## WHAT TO DO
From the data, return each line holding the word "first".

########

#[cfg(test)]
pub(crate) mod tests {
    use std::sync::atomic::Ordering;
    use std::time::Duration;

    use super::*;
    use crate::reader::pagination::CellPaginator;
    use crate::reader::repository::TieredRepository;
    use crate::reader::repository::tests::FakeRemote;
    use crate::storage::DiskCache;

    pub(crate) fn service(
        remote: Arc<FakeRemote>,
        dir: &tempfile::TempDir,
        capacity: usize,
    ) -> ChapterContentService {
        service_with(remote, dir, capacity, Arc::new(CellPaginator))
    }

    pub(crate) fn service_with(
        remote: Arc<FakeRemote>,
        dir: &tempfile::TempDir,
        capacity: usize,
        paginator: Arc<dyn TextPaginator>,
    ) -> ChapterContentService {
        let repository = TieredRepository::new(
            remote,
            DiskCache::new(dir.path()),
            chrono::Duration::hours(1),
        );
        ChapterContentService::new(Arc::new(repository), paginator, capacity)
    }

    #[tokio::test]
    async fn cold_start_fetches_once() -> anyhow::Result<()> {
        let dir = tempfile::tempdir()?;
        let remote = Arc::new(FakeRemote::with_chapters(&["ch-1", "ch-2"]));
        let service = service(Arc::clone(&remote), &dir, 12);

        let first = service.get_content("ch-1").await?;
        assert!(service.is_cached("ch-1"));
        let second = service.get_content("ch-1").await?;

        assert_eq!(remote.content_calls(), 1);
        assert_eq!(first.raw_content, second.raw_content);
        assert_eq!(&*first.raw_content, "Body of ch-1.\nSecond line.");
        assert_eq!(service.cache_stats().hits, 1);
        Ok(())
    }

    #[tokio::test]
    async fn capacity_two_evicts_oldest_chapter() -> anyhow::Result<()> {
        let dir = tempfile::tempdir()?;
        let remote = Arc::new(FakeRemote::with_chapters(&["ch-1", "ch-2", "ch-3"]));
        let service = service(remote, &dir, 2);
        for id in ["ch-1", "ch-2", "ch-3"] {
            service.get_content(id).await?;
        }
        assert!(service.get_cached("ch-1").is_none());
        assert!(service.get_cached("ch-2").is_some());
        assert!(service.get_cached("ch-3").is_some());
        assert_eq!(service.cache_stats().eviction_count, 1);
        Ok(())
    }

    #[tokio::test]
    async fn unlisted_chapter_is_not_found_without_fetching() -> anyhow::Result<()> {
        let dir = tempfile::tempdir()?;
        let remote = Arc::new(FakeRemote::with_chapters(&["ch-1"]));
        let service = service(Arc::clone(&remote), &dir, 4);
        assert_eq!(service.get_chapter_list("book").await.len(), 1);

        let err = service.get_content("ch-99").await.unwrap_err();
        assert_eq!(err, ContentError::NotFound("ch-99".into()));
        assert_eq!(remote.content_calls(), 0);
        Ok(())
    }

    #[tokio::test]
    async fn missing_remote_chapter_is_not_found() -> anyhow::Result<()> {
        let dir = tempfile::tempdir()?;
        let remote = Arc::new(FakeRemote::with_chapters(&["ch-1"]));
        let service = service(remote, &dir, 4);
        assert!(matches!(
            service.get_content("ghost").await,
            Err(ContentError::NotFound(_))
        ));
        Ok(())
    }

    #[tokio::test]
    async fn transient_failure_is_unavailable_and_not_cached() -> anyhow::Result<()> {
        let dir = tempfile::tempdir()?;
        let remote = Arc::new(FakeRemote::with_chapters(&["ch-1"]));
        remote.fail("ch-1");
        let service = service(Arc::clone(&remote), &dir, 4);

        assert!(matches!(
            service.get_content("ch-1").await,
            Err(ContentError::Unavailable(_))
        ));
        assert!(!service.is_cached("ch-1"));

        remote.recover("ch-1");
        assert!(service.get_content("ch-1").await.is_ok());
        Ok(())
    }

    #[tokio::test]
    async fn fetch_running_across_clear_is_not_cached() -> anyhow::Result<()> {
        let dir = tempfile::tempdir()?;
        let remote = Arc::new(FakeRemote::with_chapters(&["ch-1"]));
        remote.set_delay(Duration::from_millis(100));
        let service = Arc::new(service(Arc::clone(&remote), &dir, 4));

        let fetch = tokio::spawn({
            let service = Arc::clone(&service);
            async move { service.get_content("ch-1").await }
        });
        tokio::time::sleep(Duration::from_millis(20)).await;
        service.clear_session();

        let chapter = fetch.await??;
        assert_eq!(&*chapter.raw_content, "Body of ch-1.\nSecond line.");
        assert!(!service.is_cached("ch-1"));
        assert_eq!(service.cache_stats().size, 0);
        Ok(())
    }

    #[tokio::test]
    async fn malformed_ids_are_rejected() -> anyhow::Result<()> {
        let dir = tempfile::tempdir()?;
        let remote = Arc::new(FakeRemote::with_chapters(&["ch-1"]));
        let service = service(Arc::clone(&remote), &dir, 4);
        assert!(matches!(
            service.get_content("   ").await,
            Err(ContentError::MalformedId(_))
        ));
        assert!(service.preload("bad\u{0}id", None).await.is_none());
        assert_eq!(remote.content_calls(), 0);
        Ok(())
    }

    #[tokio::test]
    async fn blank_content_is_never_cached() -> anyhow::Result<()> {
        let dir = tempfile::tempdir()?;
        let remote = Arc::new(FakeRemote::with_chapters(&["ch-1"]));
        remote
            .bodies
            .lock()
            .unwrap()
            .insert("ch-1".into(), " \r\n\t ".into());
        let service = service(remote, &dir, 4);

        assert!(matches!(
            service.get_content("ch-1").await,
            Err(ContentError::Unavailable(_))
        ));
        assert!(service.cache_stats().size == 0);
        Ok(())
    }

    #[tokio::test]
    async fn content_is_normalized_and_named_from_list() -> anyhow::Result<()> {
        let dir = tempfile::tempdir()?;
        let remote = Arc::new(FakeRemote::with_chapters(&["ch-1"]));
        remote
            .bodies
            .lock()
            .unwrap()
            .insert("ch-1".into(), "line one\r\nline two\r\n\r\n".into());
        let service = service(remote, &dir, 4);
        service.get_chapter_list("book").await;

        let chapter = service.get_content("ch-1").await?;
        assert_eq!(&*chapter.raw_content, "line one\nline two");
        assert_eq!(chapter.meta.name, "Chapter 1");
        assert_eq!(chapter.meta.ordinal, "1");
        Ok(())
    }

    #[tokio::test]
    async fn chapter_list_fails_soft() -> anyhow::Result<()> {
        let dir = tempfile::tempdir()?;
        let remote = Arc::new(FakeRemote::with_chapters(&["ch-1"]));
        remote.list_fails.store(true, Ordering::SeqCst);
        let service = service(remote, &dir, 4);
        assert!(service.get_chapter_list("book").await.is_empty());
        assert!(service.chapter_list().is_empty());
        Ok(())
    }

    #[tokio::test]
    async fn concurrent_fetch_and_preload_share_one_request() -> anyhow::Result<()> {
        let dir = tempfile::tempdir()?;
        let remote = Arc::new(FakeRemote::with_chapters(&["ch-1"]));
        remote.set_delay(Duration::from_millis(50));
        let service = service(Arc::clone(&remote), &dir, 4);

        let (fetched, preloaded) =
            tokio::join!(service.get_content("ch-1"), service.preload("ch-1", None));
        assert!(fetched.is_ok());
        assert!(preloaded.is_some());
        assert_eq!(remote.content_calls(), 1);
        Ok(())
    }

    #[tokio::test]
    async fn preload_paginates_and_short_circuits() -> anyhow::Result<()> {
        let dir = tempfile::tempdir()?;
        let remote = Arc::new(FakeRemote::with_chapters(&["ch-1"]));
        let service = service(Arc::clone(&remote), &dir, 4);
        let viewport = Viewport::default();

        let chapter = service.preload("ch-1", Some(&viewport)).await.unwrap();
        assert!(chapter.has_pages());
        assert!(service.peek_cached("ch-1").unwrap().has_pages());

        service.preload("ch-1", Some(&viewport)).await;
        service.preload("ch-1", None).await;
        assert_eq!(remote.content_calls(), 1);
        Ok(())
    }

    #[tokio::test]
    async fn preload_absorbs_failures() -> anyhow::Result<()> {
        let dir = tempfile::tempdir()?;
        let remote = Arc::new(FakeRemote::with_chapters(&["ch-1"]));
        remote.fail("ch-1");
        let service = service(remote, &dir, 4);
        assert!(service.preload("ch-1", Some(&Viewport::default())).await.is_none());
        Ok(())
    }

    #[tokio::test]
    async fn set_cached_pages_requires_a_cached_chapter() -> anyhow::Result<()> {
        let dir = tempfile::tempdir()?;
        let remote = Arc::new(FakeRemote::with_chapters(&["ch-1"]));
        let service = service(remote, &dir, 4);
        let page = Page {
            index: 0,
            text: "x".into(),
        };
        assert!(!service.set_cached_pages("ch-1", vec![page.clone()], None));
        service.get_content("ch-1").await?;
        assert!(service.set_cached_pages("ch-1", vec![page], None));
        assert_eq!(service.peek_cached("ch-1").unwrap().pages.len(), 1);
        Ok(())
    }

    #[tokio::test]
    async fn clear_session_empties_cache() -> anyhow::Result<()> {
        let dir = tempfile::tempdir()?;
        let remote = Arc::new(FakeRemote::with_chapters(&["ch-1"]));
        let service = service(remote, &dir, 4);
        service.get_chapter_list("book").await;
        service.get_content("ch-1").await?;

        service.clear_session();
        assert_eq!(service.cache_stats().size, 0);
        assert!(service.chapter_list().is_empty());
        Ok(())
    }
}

########

## EXERCISE ANSWER
        let first = service.get_content("ch-1").await?;
        assert_eq!(first.raw_content, second.raw_content);
        assert_eq!(&*first.raw_content, "Body of ch-1.\nSecond line.");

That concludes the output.